____ The input

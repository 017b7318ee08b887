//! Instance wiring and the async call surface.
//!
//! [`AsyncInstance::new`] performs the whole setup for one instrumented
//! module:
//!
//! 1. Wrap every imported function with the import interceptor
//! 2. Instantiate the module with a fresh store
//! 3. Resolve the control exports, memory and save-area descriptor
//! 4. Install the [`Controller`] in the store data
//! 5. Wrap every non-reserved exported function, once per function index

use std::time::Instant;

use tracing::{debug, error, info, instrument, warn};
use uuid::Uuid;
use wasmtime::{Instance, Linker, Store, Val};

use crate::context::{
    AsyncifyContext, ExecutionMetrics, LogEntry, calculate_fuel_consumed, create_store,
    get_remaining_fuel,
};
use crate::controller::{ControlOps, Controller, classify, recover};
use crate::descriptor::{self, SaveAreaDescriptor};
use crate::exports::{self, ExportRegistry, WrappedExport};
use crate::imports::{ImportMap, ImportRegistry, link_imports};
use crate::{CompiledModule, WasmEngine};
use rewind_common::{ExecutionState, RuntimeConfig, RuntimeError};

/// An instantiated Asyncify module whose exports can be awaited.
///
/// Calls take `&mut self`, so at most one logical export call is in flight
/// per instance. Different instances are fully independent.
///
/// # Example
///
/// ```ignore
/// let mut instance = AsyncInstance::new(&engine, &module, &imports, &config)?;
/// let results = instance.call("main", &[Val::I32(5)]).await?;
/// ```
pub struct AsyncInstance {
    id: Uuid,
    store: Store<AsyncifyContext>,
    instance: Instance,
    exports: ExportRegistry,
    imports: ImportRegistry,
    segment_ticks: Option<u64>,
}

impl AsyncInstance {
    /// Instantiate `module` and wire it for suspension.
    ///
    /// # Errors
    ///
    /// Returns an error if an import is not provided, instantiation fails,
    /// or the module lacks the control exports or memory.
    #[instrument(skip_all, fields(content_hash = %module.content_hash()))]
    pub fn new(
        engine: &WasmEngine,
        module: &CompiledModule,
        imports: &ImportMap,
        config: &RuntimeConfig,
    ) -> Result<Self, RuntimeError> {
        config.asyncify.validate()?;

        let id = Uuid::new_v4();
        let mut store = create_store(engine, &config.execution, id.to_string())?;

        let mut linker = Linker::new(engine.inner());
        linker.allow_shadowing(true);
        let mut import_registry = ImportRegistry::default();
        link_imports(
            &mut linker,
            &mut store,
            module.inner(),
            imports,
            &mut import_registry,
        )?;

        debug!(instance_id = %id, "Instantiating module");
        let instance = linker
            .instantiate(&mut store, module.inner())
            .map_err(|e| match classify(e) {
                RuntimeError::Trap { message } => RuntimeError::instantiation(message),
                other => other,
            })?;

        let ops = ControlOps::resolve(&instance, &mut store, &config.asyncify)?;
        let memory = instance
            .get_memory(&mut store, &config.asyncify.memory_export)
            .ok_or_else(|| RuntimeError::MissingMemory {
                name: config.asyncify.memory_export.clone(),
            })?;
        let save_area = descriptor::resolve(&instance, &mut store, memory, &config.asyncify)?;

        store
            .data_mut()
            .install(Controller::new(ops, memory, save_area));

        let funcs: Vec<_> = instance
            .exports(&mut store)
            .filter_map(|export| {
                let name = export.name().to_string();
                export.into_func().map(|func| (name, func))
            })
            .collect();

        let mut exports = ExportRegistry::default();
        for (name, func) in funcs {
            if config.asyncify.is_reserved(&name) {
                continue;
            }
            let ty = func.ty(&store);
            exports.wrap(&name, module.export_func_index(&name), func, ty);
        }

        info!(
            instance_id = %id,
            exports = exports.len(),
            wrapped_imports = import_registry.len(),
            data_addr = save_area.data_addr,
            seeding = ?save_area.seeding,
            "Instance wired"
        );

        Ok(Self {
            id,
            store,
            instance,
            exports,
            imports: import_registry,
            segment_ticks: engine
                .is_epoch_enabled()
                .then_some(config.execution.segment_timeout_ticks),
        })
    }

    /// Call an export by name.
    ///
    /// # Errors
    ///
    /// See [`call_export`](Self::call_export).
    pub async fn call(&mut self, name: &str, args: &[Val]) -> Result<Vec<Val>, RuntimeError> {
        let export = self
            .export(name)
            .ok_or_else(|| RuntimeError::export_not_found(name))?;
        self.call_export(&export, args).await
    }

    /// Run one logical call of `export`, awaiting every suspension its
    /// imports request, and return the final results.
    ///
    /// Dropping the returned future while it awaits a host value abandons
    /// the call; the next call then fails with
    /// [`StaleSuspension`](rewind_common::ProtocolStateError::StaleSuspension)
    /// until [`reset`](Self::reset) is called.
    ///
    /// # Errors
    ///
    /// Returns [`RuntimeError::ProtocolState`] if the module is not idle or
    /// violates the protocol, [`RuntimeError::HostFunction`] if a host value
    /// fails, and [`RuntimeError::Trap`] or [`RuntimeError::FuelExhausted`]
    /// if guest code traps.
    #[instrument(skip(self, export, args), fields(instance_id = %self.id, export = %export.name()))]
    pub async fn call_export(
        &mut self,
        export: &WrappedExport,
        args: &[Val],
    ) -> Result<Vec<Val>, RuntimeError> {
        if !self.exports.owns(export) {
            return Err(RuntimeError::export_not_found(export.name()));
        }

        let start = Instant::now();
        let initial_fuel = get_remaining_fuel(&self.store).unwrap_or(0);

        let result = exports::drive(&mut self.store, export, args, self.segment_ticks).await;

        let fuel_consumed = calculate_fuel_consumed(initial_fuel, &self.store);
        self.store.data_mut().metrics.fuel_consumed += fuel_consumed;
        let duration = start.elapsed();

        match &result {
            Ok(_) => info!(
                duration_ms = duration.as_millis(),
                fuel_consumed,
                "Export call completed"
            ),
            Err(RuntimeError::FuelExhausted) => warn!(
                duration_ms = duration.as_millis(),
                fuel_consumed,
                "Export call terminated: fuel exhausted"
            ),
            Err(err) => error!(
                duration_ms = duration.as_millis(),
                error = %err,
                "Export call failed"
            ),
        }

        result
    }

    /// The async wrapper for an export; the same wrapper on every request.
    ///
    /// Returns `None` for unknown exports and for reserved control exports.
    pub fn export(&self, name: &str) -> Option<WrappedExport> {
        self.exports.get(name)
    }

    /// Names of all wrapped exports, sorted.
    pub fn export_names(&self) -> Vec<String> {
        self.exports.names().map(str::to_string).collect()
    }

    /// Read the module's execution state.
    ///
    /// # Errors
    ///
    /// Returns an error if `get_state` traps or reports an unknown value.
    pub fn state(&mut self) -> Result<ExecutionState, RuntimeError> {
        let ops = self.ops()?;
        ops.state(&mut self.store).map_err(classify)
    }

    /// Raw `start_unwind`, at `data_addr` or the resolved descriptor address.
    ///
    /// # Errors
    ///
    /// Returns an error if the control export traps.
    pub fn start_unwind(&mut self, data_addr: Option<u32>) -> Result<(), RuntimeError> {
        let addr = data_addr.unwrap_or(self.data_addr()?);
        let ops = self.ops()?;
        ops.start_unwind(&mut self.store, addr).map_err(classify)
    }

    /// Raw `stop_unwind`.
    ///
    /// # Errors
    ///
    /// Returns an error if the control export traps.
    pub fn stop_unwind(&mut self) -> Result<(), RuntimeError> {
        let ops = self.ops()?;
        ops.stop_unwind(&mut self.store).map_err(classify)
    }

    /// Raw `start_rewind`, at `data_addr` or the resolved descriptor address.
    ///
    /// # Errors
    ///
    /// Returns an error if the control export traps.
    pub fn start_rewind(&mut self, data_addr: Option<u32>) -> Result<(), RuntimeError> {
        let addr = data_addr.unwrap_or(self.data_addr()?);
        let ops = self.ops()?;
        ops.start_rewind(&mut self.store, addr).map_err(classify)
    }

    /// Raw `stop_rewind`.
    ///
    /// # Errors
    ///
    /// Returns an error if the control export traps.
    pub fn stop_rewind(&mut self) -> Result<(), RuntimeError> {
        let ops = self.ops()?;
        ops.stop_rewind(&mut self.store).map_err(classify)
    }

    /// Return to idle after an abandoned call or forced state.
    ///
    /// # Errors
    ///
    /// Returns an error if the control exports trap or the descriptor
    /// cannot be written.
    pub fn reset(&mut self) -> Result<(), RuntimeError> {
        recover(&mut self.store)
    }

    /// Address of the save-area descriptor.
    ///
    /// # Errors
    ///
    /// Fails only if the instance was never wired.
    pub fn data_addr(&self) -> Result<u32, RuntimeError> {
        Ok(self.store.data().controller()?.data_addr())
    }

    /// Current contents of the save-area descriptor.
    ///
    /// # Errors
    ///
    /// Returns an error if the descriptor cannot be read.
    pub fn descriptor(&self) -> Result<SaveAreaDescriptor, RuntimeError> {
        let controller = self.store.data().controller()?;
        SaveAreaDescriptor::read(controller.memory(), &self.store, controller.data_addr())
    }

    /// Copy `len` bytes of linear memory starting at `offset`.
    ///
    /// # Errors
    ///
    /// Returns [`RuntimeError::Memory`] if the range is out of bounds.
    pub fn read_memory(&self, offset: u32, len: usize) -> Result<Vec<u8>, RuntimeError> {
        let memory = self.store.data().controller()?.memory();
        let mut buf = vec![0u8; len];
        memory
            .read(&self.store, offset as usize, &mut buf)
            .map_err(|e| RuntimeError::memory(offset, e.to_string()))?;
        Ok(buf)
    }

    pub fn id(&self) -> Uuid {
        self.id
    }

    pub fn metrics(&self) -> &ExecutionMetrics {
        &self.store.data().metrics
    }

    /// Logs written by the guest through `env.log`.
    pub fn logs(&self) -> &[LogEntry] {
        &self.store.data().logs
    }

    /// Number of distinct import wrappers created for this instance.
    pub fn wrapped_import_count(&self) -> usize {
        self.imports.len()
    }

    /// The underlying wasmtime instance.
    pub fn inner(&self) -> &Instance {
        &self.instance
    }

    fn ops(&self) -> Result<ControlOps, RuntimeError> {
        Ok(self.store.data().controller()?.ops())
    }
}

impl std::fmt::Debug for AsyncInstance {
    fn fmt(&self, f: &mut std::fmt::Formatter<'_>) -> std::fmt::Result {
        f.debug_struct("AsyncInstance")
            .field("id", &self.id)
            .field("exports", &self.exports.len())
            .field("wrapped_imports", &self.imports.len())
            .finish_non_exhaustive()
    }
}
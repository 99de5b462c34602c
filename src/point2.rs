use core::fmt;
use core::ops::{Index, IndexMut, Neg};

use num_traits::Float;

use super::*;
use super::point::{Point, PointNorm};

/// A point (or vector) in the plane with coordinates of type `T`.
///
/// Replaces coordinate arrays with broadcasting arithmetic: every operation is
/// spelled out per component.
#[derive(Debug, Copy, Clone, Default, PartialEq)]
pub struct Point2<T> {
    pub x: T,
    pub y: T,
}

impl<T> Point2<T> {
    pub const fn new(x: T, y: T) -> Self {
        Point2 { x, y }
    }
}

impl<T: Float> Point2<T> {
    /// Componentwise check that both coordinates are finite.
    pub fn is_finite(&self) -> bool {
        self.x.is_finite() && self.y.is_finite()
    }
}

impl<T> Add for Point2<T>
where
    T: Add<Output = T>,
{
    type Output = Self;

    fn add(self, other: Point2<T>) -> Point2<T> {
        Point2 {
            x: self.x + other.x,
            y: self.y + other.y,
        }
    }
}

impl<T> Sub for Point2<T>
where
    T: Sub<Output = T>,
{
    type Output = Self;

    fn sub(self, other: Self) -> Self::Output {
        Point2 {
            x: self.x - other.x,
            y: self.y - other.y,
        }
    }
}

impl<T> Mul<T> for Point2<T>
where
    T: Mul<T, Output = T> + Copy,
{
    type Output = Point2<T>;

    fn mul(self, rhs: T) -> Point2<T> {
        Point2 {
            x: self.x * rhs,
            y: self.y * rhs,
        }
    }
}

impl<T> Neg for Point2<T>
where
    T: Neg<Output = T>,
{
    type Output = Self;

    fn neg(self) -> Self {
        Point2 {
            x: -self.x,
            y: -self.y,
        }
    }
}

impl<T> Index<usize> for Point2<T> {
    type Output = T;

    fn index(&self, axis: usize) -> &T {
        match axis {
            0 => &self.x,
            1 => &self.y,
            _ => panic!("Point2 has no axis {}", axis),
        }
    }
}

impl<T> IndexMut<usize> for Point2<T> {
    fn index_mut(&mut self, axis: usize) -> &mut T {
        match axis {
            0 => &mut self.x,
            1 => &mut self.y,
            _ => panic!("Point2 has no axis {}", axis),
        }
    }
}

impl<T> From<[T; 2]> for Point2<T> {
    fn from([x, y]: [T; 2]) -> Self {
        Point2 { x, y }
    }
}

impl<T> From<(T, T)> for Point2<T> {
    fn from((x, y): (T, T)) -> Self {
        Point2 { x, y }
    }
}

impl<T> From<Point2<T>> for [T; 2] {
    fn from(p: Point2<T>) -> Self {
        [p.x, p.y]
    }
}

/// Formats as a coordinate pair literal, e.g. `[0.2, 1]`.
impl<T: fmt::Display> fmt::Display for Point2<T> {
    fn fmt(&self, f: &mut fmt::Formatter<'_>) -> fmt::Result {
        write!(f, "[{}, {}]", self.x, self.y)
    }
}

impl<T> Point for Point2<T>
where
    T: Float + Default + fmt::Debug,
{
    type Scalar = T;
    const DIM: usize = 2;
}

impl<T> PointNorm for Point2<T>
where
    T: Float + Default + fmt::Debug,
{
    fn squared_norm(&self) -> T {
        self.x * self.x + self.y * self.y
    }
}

________

• **Prompt**
Tally the lines above that contain the word "logical", and reply with only the number.

• **Answer for the task**
2